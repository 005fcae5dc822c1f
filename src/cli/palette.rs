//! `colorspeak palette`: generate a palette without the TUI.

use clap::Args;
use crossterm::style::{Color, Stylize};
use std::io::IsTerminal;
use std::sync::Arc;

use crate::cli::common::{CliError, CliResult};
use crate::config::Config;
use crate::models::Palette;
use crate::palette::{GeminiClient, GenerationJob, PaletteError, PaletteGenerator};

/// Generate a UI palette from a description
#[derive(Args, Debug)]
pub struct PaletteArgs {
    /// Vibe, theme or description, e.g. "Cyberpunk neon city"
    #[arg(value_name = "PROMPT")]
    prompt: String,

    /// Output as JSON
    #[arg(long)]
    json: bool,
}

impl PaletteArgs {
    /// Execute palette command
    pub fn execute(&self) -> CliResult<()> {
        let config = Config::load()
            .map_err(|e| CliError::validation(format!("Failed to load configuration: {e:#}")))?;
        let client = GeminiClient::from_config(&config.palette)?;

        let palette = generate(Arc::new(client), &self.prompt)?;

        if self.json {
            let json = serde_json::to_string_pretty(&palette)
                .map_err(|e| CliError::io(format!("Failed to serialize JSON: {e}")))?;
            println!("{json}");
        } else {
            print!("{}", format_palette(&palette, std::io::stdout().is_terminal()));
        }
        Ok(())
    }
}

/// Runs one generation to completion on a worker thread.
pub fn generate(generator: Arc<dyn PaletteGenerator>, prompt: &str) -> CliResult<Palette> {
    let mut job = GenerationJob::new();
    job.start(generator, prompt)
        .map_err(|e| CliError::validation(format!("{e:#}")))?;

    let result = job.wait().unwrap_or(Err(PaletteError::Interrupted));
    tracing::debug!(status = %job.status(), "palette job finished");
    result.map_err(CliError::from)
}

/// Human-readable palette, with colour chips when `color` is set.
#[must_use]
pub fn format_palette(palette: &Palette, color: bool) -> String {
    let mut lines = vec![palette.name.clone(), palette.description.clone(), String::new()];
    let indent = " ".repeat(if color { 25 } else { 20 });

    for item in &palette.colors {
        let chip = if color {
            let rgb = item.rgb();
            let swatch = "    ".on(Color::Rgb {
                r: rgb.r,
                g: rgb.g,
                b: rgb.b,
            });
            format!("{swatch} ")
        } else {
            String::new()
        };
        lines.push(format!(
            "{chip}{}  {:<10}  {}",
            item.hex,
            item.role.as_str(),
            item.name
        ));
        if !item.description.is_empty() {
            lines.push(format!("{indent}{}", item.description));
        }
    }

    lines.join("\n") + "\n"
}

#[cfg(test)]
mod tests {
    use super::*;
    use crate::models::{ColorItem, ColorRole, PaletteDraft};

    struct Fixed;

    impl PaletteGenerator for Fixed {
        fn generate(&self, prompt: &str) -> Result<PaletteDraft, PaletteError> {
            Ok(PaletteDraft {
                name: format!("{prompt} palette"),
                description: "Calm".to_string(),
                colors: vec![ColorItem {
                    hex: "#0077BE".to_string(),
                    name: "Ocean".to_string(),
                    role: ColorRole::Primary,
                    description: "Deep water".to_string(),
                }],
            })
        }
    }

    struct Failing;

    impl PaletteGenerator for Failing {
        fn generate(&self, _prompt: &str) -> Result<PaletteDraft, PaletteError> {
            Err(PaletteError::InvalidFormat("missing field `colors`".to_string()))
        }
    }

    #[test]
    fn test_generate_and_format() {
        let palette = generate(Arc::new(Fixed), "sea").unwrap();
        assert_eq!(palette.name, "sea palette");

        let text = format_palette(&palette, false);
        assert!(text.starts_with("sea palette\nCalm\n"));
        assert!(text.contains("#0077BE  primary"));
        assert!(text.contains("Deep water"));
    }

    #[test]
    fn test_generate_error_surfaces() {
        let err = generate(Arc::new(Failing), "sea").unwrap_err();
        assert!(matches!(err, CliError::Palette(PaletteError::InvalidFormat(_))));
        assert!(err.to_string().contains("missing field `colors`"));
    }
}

---

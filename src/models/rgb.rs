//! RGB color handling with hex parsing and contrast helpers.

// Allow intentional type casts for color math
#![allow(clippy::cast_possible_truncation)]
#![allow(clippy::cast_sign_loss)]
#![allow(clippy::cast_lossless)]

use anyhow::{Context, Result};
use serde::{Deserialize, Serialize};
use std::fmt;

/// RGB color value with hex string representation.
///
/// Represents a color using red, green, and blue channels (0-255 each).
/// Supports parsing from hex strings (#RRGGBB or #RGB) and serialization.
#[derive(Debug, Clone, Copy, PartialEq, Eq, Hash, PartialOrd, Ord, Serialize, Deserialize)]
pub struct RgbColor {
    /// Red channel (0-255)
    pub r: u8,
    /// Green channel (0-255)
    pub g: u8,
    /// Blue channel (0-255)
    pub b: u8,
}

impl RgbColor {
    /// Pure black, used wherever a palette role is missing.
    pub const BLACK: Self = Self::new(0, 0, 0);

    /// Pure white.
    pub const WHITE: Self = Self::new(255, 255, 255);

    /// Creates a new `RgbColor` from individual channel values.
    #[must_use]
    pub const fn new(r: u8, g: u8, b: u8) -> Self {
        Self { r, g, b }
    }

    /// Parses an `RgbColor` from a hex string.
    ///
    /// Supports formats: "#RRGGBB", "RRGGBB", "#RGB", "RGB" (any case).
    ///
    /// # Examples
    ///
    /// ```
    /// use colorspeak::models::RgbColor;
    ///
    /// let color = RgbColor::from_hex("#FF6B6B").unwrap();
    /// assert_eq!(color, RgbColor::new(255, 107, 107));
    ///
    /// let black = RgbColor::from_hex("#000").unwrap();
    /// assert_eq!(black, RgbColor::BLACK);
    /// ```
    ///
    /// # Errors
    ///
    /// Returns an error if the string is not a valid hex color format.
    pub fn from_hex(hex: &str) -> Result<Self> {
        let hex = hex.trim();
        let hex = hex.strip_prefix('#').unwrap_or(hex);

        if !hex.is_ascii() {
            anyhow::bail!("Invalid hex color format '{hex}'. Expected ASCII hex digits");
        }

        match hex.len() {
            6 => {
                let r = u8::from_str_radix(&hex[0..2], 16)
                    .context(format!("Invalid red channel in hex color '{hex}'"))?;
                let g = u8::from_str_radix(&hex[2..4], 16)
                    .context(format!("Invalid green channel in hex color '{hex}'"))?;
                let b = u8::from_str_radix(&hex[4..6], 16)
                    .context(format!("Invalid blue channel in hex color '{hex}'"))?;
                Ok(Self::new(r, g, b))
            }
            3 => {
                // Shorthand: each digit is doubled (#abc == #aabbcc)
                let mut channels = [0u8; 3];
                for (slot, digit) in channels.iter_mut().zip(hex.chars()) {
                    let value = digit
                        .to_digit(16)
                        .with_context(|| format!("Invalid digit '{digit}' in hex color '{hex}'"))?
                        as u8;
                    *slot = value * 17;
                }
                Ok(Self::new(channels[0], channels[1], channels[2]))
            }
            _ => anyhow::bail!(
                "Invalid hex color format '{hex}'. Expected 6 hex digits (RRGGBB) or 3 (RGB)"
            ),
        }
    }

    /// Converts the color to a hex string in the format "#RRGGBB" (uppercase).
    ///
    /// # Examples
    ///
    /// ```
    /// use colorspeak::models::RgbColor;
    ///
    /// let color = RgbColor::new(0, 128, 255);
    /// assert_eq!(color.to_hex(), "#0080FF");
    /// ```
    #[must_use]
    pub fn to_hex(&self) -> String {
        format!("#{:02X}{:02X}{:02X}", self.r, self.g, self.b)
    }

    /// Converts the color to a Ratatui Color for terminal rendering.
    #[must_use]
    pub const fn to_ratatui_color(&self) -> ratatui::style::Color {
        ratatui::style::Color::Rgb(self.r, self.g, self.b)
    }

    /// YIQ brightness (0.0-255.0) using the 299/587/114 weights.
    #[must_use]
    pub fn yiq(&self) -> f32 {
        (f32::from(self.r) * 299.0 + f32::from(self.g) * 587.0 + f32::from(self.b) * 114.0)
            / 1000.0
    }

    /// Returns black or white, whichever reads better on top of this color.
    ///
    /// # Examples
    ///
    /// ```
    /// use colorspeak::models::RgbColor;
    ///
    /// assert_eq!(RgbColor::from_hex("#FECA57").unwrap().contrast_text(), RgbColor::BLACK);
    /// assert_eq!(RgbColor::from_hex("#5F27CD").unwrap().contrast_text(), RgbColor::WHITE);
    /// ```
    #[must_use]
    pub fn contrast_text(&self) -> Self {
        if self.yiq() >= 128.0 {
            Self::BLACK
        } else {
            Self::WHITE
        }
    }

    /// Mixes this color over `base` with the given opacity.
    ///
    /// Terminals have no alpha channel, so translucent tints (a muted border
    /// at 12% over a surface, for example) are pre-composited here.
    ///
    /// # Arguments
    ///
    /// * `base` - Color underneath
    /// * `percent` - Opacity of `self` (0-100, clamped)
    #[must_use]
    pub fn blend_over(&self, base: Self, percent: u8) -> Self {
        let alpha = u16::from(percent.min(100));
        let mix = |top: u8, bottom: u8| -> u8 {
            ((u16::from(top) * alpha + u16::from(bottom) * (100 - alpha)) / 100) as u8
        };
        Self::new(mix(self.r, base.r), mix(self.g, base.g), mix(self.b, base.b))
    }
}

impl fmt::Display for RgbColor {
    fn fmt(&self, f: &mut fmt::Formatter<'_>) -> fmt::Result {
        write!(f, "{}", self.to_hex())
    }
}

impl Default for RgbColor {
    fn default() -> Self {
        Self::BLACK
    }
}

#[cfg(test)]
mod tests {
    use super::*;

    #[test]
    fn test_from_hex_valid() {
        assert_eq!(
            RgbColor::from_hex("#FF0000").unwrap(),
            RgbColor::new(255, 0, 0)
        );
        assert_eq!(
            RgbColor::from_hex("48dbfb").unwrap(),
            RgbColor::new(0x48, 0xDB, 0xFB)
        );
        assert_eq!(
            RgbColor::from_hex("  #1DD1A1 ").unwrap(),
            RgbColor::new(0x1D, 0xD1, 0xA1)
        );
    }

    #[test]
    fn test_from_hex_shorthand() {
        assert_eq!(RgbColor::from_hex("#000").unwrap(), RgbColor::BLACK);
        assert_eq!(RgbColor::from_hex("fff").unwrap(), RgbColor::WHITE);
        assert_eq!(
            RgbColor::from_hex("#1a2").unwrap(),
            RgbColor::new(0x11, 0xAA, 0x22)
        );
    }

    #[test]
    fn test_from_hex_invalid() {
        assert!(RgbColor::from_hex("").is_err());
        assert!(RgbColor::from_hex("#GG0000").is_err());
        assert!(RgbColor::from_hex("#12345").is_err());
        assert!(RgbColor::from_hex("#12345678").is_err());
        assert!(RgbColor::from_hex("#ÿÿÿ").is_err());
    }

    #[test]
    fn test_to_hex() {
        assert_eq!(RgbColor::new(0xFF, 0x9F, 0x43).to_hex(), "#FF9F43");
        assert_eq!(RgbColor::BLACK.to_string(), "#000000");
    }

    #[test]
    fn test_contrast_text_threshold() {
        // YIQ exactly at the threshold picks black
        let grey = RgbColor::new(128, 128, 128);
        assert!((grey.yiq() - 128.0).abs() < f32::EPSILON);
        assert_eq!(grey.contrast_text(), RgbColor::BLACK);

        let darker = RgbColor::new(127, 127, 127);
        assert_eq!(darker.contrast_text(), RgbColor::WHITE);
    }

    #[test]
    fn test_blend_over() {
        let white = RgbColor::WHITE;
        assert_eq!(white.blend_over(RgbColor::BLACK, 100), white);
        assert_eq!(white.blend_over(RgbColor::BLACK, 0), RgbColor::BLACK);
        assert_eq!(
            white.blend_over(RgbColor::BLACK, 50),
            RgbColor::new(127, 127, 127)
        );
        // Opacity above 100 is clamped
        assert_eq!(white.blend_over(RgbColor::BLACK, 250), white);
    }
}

_WORK TO BE COMPLETED_
Where a line in the records above contains the string "InvalidFormat", copy that line.

_ANSWER TO THIS PROBLEM_
            Err(PaletteError::InvalidFormat("missing field `colors`".to_string()))
        assert!(matches!(err, CliError::Palette(PaletteError::InvalidFormat(_))));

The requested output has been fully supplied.